%%
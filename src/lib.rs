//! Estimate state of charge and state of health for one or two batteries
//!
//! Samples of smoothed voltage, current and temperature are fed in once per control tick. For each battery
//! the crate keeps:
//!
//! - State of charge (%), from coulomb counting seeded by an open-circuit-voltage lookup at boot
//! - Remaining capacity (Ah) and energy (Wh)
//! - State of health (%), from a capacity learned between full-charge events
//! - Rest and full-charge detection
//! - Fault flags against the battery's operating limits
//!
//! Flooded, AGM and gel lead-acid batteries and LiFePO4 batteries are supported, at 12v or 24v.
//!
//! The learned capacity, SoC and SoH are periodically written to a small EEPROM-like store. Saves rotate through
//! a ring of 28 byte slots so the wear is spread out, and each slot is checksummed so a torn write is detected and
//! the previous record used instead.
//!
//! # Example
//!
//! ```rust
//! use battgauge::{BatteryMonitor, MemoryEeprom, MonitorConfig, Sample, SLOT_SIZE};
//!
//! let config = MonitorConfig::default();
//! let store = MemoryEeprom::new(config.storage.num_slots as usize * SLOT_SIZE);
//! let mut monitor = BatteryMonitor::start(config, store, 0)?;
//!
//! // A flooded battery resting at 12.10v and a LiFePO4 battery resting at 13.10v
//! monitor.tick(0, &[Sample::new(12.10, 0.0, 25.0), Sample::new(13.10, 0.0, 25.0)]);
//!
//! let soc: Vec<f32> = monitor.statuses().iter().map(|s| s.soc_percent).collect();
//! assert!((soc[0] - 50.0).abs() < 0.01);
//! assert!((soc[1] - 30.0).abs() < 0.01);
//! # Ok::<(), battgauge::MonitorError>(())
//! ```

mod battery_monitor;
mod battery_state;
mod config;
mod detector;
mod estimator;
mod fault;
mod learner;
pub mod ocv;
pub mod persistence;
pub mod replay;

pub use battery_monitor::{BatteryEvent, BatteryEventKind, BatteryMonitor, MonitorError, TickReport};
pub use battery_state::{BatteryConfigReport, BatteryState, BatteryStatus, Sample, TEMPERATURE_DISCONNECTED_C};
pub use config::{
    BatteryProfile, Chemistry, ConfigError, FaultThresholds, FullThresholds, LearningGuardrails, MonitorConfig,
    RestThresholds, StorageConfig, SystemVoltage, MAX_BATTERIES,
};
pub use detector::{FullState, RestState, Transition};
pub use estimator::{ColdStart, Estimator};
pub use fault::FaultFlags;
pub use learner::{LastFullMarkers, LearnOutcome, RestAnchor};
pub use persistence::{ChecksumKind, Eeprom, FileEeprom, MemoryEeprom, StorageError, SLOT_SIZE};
%%
%%
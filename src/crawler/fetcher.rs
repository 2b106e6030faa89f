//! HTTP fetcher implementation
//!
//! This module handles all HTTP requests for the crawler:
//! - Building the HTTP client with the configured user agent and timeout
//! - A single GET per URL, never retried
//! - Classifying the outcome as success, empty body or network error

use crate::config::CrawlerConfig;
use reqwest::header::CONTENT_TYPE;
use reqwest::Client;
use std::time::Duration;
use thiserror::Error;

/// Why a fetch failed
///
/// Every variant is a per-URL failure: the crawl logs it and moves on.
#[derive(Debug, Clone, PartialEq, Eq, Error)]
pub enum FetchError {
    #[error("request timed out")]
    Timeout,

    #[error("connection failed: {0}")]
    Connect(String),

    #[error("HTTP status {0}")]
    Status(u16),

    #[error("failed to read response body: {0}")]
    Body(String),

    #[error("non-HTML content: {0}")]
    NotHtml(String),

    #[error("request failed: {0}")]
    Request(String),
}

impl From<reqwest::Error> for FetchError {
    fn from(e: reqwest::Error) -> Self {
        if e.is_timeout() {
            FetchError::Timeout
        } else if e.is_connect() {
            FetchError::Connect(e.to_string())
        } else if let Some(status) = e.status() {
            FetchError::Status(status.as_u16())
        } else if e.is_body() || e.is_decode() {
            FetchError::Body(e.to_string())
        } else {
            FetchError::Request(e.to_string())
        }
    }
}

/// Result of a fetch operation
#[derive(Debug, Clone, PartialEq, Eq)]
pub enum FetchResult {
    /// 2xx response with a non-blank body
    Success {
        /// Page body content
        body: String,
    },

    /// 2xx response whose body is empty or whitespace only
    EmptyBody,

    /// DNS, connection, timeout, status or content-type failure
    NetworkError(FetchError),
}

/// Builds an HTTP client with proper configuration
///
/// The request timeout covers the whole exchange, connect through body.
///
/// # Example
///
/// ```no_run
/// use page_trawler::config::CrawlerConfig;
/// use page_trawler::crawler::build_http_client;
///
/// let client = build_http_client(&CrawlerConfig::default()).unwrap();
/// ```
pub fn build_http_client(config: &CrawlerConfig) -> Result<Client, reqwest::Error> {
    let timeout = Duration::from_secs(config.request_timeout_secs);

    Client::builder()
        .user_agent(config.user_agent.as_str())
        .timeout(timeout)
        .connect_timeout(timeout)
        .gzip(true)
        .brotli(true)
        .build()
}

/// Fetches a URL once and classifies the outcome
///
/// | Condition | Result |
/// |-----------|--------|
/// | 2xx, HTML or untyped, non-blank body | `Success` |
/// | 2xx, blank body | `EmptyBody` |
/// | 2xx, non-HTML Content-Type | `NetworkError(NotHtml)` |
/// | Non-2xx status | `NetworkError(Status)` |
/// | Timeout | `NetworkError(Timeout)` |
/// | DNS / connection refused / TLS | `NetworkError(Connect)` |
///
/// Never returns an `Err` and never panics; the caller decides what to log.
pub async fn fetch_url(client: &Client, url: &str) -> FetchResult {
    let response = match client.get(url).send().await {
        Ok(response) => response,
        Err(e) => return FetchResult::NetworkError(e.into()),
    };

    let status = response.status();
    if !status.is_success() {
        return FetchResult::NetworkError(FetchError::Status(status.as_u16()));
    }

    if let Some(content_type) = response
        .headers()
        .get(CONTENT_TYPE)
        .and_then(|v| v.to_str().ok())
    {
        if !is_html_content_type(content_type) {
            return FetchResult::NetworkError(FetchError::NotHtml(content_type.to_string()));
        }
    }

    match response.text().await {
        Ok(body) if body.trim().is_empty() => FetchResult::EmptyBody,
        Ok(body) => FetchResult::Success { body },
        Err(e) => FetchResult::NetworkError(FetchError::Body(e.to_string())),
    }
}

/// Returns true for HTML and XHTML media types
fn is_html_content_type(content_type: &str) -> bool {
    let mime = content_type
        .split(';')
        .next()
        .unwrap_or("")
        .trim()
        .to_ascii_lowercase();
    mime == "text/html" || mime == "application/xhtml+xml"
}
%%
▶ **Instructions to follow**
Whenever a line in the data holds "failed", copy that line.

▶ **The answer**
/// Why a fetch failed
    #[error("connection failed: {0}")]
    #[error("failed to read response body: {0}")]
    #[error("request failed: {0}")]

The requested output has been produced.